## Source material
use crate::shared::api_utils::api_url;
use gloo_net::http::Request;
use leptos::prelude::*;
use wasm_bindgen_futures::spawn_local;

#[derive(Clone, Copy, Debug, PartialEq)]
enum ServerStatus {
    Online,
    Offline,
    Checking,
}

impl ServerStatus {
    fn display_text(&self) -> &'static str {
        match self {
            ServerStatus::Online => "Server: Online",
            ServerStatus::Offline => "Server: Offline",
            ServerStatus::Checking => "Server: Checking...",
        }
    }

    fn css_class(&self) -> &'static str {
        match self {
            ServerStatus::Online => "status-online",
            ServerStatus::Offline => "status-offline",
            ServerStatus::Checking => "status-checking",
        }
    }
}

#[component]
pub fn Footer() -> impl IntoView {
    let status = RwSignal::new(ServerStatus::Checking);

    // Проверка сервера при монтировании
    Effect::new(move |_| {
        spawn_local(async move {
            let online = matches!(
                Request::get(&api_url("/health")).send().await,
                Ok(response) if response.ok()
            );
            status.set(if online {
                ServerStatus::Online
            } else {
                ServerStatus::Offline
            });
        });
    });

    view! {
        <footer data-zone="footer" class="status-bar">
            <span class=move || status.get().css_class()>
                {move || status.get().display_text()}
            </span>
        </footer>
    }
}
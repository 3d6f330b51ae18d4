use axum::{
    routing::{get, post},
    Router,
};

use crate::handlers;

/// Конфигурация всех роутов приложения
pub fn configure_routes() -> Router {
    Router::new()
        .route("/health", get(|| async { "ok" }))
        // ========================================
        // VISUAL EDITOR
        // ========================================
        .route(
            "/api/visual-editor/apply-patch",
            post(handlers::visual_editor::apply_patch),
        )
        .route(
            "/api/visual-editor/settings",
            get(handlers::visual_editor::settings),
        )
        .route(
            "/api/visual-editor/patches",
            get(handlers::visual_editor::list_patches),
        )
        // ========================================
        // CONTENT
        // ========================================
        .route(
            "/api/content",
            get(handlers::a001_content::list).post(handlers::a001_content::create),
        )
        .route("/api/content/stats", get(handlers::a001_content::stats))
        .route(
            "/api/content/:id",
            get(handlers::a001_content::get_by_id)
                .put(handlers::a001_content::update)
                .delete(handlers::a001_content::delete),
        )
        .route("/api/sitemap", get(handlers::sitemap::sitemap))
}
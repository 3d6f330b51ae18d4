pub mod model;
pub mod view;
pub mod view_model;

pub use view::ContentDetails;
pub mod details;
pub mod list;
pub mod sitemap;
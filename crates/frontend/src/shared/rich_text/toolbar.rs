use super::{clear_draft, load_draft, save_draft, wrap_selection};
use leptos::html::Textarea;
use leptos::prelude::*;

/// Formatting buttons: label, opening tag, closing tag
const FORMATS: [(&str, &str, &str); 5] = [
    ("B", "<strong>", "</strong>"),
    ("I", "<em>", "</em>"),
    ("H2", "<h2>", "</h2>"),
    ("Quote", "<blockquote>", "</blockquote>"),
    ("Link", "<a href=\"\">", "</a>"),
];

#[component]
pub fn RichTextEditor(#[prop(into)] draft: String) -> impl IntoView {
    let draft = StoredValue::new(draft);
    let content = RwSignal::new(draft.with_value(|d| load_draft(d)).unwrap_or_default());
    let textarea_ref: NodeRef<Textarea> = NodeRef::new();

    // Persist every change
    Effect::new(move |_| {
        let text = content.get();
        draft.with_value(|d| save_draft(d, &text));
    });

    let apply_format = move |open: &'static str, close: &'static str| {
        let Some(textarea) = textarea_ref.get() else {
            return;
        };
        let start = textarea.selection_start().ok().flatten().unwrap_or(0);
        let end = textarea.selection_end().ok().flatten().unwrap_or(start);
        let (text, new_start, new_end) = wrap_selection(&content.get_untracked(), start, end, open, close);
        content.set(text.clone());
        textarea.set_value(&text);
        let _ = textarea.focus();
        let _ = textarea.set_selection_range(new_start, new_end);
    };

    view! {
        <div class="rich-text">
            <div class="rich-text__toolbar">
                {FORMATS
                    .iter()
                    .map(|&(label, open, close)| view! {
                        <button on:click=move |_| apply_format(open, close)>{label}</button>
                    })
                    .collect_view()}
                <button
                    class="button button--secondary"
                    on:click=move |_| {
                        draft.with_value(|d| clear_draft(d));
                        content.set(String::new());
                    }
                >"Clear"</button>
            </div>
            <textarea
                node_ref=textarea_ref
                class="rich-text__area"
                prop:value=move || content.get()
                on:input=move |ev| content.set(event_target_value(&ev))
            ></textarea>
            <div class="rich-text__preview" inner_html=move || content.get()></div>
        </div>
    }
}
pub mod domain;
pub mod handlers;
pub mod routes;
pub mod shared;
pub mod system;

#[tokio::main]
async fn main() -> anyhow::Result<()> {
    use axum::body::Body;
    use axum::http::{header, Method, Request};
    use axum::middleware::{self, Next};
    use axum::response::Response;
    use std::net::SocketAddr;
    use tokio::net::TcpListener;
    use tower_http::cors::{Any, CorsLayer};
    use tower_http::services::{ServeDir, ServeFile};

    system::tracing::initialize()?;

    // Простой middleware для логирования запросов
    async fn request_logger(req: Request<Body>, next: Next) -> Response {
        let start = std::time::Instant::now();
        let method = req.method().clone();
        let uri = req.uri().clone();

        let response = next.run(req).await;

        tracing::info!(
            "{:>5}ms | {} {:>6} {}",
            start.elapsed().as_millis(),
            response.status().as_u16(),
            method,
            uri.path()
        );
        response
    }

    let config = shared::config::load_config()?;
    let db_path = shared::config::get_database_path(&config)?;
    let port = config.server.port;
    let static_dir = config.server.static_dir.clone();
    shared::config::init_config(config)?;

    // Initialize database
    shared::data::db::initialize_database(&db_path)
        .await
        .map_err(|e| anyhow::anyhow!("db init failed: {e}"))?;

    let cors = CorsLayer::new()
        .allow_origin(Any)
        .allow_methods([
            Method::GET,
            Method::POST,
            Method::PUT,
            Method::DELETE,
            Method::OPTIONS,
        ])
        .allow_headers([header::CONTENT_TYPE, header::ACCEPT]);

    let index = std::path::Path::new(&static_dir).join("index.html");
    let app = routes::configure_routes()
        .fallback_service(ServeDir::new(&static_dir).not_found_service(ServeFile::new(index)))
        .layer(middleware::from_fn(request_logger))
        .layer(cors);

    let addr = SocketAddr::from(([0, 0, 0, 0], port));
    tracing::info!("Server listening on http://{}", addr);
    let listener = TcpListener::bind(addr).await?;
    axum::serve(listener, app).await?;

    Ok(())
}
pub mod db;
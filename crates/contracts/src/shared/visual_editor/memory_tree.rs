//! In-memory [`LiveTree`] used by the editor tests.

use std::cell::RefCell;
use std::collections::BTreeMap;

use super::live_tree::{LiveTree, Rect};

#[derive(Debug, Clone)]
struct MemoryNode {
    tag: String,
    attributes: BTreeMap<String, String>,
    text: String,
    rect: Rect,
    connected: bool,
}

/// Flat element list in document order; node handles are indices.
#[derive(Debug, Default)]
pub struct MemoryTree {
    nodes: RefCell<Vec<MemoryNode>>,
}

impl MemoryTree {
    pub fn new() -> Self {
        Self::default()
    }

    /// Append a visible 200x40 element.
    pub fn push(&self, tag: &str, attributes: &[(&str, &str)], text: &str) -> usize {
        self.push_with_rect(tag, attributes, text, Rect::new(0.0, 0.0, 200.0, 40.0))
    }

    pub fn push_with_rect(
        &self,
        tag: &str,
        attributes: &[(&str, &str)],
        text: &str,
        rect: Rect,
    ) -> usize {
        let mut nodes = self.nodes.borrow_mut();
        nodes.push(MemoryNode {
            tag: tag.to_string(),
            attributes: attributes
                .iter()
                .map(|(k, v)| (k.to_string(), v.to_string()))
                .collect(),
            text: text.to_string(),
            rect,
            connected: true,
        });
        nodes.len() - 1
    }

    pub fn detach(&self, node: usize) {
        if let Some(n) = self.nodes.borrow_mut().get_mut(node) {
            n.connected = false;
        }
    }

    pub fn attr(&self, node: usize, name: &str) -> Option<String> {
        self.nodes
            .borrow()
            .get(node)
            .and_then(|n| n.attributes.get(name).cloned())
    }
}

impl LiveTree for MemoryTree {
    type Node = usize;

    fn elements(&self, limit: usize) -> Vec<usize> {
        let nodes = self.nodes.borrow();
        (0..nodes.len())
            .filter(|i| nodes[*i].connected)
            .take(limit)
            .collect()
    }

    fn tag_name(&self, node: &usize) -> String {
        self.nodes.borrow()[*node].tag.to_lowercase()
    }

    fn attribute(&self, node: &usize, name: &str) -> Option<String> {
        self.attr(*node, name)
    }

    fn attribute_names(&self, node: &usize) -> Vec<String> {
        self.nodes.borrow()[*node].attributes.keys().cloned().collect()
    }

    fn text_content(&self, node: &usize) -> String {
        self.nodes.borrow()[*node].text.clone()
    }

    fn bounding_box(&self, node: &usize) -> Rect {
        self.nodes.borrow()[*node].rect
    }

    fn is_connected(&self, node: &usize) -> bool {
        self.nodes
            .borrow()
            .get(*node)
            .map(|n| n.connected)
            .unwrap_or(false)
    }

    fn set_attribute(&self, node: &usize, name: &str, value: &str) {
        if let Some(n) = self.nodes.borrow_mut().get_mut(*node) {
            n.attributes.insert(name.to_string(), value.to_string());
        }
    }

    fn remove_attribute(&self, node: &usize, name: &str) {
        if let Some(n) = self.nodes.borrow_mut().get_mut(*node) {
            n.attributes.remove(name);
        }
    }

    fn elements_with_attribute(&self, name: &str) -> Vec<usize> {
        let nodes = self.nodes.borrow();
        (0..nodes.len())
            .filter(|i| nodes[*i].connected && nodes[*i].attributes.contains_key(name))
            .collect()
    }
}
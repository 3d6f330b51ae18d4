pub mod api_utils;
pub mod rich_text;
pub mod visual_editor;
use sea_orm::entity::prelude::*;
use sea_orm::{DatabaseTransaction, QueryOrder, QuerySelect, Set};
use serde::{Deserialize, Serialize};

#[derive(Clone, Debug, PartialEq, Eq, DeriveEntityModel, Serialize, Deserialize)]
#[sea_orm(table_name = "sys_component_patch")]
pub struct Model {
    #[sea_orm(primary_key)]
    pub id: i64,
    pub batch_id: String,
    pub source_file: String,
    pub attribute: String,
    pub value: String,
    pub old_value: String,
    pub created_at: chrono::DateTime<chrono::Utc>,
}

#[derive(Copy, Clone, Debug, EnumIter, DeriveRelation)]
pub enum Relation {}

impl ActiveModelBehavior for ActiveModel {}

pub struct NewPatchRow<'a> {
    pub batch_id: &'a str,
    pub source_file: &'a str,
    pub attribute: &'a str,
    pub value: &'a str,
    pub old_value: &'a str,
}

pub async fn insert(txn: &DatabaseTransaction, row: NewPatchRow<'_>) -> Result<(), DbErr> {
    let active = ActiveModel {
        id: sea_orm::ActiveValue::NotSet,
        batch_id: Set(row.batch_id.to_string()),
        source_file: Set(row.source_file.to_string()),
        attribute: Set(row.attribute.to_string()),
        value: Set(row.value.to_string()),
        old_value: Set(row.old_value.to_string()),
        created_at: Set(chrono::Utc::now()),
    };
    active.insert(txn).await?;
    Ok(())
}

/// Latest rows first
pub async fn list_recent(conn: &DatabaseConnection, limit: u64) -> Result<Vec<Model>, DbErr> {
    Entity::find()
        .order_by_desc(Column::Id)
        .limit(limit)
        .all(conn)
        .await
}
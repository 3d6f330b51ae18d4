//! Save dispatch: ticketing, last-issued-wins, timeout.
//!
//! A save is split in two so the collaborator call never holds the session:
//! [`EditorSession::begin_save`] issues a ticket and the change-set,
//! [`EditorSession::complete_save`] settles it. Only the most recently issued
//! ticket is honoured; anything older is discarded on arrival.

use std::cell::RefCell;
use std::future::Future;

use async_trait::async_trait;
use futures::future::{select, Either};

use super::change_set::{ApplyPatchRequest, ChangeSet};
use super::discoverer::EntryId;
use super::error::{DispatchError, EditorError};
use super::live_tree::LiveTree;
use super::session::EditorSession;

/// The external apply mechanism (HTTP in the app, scripted in tests).
#[async_trait(?Send)]
pub trait PatchApplier {
    async fn apply(&self, request: &ApplyPatchRequest) -> Result<(), DispatchError>;
}

/// Proof of an issued save, handed back on completion.
#[derive(Debug, Clone, Copy, PartialEq, Eq)]
pub struct SaveTicket {
    seq: u64,
    pub entry: EntryId,
}

impl SaveTicket {
    pub fn seq(&self) -> u64 {
        self.seq
    }
}

#[derive(Debug, Clone)]
pub struct PendingSave {
    pub ticket: SaveTicket,
    pub change_set: ChangeSet,
}

#[derive(Debug, Clone, PartialEq)]
pub enum SaveCompletion {
    Committed(ChangeSet),
    /// A newer save was issued after this one; the result was ignored.
    Superseded,
}

#[derive(Debug, Clone)]
pub(crate) struct InFlight<N> {
    pub seq: u64,
    pub entry: EntryId,
    pub target: N,
    pub change_set: ChangeSet,
}

/// Выдача номеров сохранений: побеждает последнее выданное
#[derive(Debug, Clone)]
pub struct PatchDispatcher<N> {
    issued: u64,
    in_flight: Option<InFlight<N>>,
}

impl<N: Clone> PatchDispatcher<N> {
    pub fn new() -> Self {
        Self {
            issued: 0,
            in_flight: None,
        }
    }

    /// Issue a new save; any earlier one in flight loses its claim.
    pub fn issue(&mut self, entry: EntryId, target: N, change_set: ChangeSet) -> PendingSave {
        self.issued += 1;
        if let Some(previous) = &self.in_flight {
            log::debug!("save #{} superseded by #{}", previous.seq, self.issued);
        }
        self.in_flight = Some(InFlight {
            seq: self.issued,
            entry,
            target,
            change_set: change_set.clone(),
        });
        PendingSave {
            ticket: SaveTicket {
                seq: self.issued,
                entry,
            },
            change_set,
        }
    }

    /// Takes the in-flight save if `ticket` is the authoritative one.
    pub(crate) fn settle(&mut self, ticket: SaveTicket) -> Option<InFlight<N>> {
        match &self.in_flight {
            Some(flight) if flight.seq == ticket.seq => self.in_flight.take(),
            _ => None,
        }
    }

    pub fn is_pending(&self) -> bool {
        self.in_flight.is_some()
    }

    /// Forget the in-flight save; its response will arrive as superseded.
    pub fn cancel(&mut self) {
        self.in_flight = None;
    }
}

impl<N: Clone> Default for PatchDispatcher<N> {
    fn default() -> Self {
        Self::new()
    }
}

/// Runs one save end to end: issue, call `applier` raced against `timeout`,
/// settle. The session is only borrowed before and after the await.
pub async fn dispatch_save<T, A, D>(
    session: &RefCell<EditorSession<T>>,
    applier: &A,
    timeout: D,
) -> Result<SaveCompletion, EditorError>
where
    T: LiveTree,
    A: PatchApplier + ?Sized,
    D: Future<Output = ()>,
{
    let pending = session.borrow_mut().begin_save()?;
    let request = pending.change_set.to_request();
    log::debug!(
        "save #{}: {} change(s) for {:?}",
        pending.ticket.seq,
        pending.change_set.len(),
        pending.change_set.source_files()
    );

    let apply = applier.apply(&request);
    let outcome = match select(apply, std::pin::pin!(timeout)).await {
        Either::Left((result, _)) => result,
        Either::Right(((), _)) => Err(DispatchError::Timeout),
    };

    session.borrow_mut().complete_save(pending.ticket, outcome)
}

## Problem statement
Every line above that holds the word "after" should be copied out.

## Exercise output
    /// A newer save was issued after this one; the result was ignored.
/// settle. The session is only borrowed before and after the await.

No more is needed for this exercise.